● **EXERCISE GOAL**: Note every line in the entries that contains the string "only", and copy it.

● **EXTRACTED ENTRIES**:
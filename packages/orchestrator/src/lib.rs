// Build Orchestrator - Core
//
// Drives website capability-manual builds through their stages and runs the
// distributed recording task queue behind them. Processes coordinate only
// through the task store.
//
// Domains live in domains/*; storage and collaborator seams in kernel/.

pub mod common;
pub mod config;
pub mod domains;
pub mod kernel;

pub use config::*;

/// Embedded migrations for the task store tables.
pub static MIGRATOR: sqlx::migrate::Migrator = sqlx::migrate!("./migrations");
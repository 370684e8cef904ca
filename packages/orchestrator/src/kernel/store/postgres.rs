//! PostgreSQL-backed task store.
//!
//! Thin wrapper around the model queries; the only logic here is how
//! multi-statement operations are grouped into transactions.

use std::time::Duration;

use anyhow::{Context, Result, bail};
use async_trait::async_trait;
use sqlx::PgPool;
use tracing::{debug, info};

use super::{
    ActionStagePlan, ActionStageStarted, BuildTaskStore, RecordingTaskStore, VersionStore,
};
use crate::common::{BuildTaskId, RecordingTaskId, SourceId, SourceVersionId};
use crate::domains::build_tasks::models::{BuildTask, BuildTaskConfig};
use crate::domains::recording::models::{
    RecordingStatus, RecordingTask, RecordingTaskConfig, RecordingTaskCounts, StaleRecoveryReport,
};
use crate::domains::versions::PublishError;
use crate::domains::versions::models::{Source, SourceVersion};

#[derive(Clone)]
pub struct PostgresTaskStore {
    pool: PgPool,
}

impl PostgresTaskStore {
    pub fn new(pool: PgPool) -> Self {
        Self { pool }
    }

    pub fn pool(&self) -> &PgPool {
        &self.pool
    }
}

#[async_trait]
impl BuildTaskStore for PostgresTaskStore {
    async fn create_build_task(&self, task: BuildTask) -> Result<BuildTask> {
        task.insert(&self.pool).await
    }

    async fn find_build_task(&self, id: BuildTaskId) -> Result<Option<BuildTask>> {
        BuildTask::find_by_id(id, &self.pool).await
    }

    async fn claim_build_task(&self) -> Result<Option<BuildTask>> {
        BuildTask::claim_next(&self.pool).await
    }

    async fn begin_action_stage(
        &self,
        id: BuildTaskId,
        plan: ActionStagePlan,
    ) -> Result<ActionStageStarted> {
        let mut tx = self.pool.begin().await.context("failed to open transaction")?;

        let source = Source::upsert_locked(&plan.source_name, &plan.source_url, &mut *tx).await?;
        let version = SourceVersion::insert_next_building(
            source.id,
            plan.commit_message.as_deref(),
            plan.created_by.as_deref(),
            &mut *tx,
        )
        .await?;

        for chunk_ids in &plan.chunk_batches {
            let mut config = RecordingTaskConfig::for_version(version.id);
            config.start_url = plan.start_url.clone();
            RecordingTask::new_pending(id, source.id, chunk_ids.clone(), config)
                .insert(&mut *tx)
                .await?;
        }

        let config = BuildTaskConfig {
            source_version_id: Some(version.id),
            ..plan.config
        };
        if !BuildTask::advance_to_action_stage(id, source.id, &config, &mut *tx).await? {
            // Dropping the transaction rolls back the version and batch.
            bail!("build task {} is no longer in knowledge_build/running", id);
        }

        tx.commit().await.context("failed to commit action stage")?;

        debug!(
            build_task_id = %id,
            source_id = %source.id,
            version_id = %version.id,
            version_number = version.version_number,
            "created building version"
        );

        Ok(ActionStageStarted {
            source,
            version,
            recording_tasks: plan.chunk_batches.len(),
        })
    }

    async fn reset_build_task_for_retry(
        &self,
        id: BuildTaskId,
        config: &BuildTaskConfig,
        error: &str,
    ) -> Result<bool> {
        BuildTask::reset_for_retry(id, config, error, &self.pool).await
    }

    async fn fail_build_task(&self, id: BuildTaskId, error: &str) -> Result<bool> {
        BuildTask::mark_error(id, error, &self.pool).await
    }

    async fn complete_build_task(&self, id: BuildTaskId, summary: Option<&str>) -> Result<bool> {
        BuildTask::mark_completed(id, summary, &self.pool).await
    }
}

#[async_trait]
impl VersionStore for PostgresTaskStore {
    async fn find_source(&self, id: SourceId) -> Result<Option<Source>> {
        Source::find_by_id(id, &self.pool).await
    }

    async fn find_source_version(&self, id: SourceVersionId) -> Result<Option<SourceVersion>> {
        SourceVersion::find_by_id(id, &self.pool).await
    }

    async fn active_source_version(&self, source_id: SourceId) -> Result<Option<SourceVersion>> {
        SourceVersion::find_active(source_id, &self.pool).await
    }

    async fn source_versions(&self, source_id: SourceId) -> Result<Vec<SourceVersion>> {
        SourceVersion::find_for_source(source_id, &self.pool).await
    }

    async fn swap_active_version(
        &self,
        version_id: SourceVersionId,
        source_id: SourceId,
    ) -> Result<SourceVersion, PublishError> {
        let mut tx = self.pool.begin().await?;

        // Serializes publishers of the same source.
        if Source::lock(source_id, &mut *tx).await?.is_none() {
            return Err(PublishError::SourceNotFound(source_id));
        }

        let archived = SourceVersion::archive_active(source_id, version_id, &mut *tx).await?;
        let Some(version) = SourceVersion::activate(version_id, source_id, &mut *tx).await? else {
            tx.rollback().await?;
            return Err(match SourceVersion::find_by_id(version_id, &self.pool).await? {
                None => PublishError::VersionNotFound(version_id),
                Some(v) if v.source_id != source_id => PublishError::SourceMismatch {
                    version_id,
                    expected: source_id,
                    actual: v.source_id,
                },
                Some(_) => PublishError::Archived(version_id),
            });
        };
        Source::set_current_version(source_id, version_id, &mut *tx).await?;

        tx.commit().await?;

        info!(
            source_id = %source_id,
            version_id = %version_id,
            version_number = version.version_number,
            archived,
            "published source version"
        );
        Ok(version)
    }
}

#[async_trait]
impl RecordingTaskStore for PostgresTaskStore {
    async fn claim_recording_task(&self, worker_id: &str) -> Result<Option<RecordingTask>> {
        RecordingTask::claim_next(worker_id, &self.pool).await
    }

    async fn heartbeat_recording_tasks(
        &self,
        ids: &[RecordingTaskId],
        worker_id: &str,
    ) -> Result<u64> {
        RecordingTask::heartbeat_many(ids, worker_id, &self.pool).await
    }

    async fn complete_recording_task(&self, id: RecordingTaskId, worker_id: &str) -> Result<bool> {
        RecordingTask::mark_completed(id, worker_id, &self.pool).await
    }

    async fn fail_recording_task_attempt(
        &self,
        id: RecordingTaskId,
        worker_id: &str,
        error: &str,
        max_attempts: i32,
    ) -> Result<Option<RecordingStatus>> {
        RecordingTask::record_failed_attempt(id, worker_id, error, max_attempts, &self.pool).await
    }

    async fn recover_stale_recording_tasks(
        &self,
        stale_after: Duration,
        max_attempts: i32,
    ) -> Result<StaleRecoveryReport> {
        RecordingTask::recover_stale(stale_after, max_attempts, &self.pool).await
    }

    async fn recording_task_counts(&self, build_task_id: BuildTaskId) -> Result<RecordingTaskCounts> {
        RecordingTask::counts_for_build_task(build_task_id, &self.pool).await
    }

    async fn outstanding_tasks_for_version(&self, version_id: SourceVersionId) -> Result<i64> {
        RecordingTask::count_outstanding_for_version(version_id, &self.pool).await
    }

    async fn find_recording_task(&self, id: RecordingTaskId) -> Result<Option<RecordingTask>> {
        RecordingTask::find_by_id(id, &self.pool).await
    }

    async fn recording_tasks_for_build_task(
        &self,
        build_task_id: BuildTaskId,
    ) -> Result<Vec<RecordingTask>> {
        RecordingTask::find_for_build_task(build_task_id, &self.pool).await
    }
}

● **SOLUTION TO THE PROBLEM**:
// distributed recording task queue behind them. Processes coordinate only
//! Thin wrapper around the model queries; the only logic here is how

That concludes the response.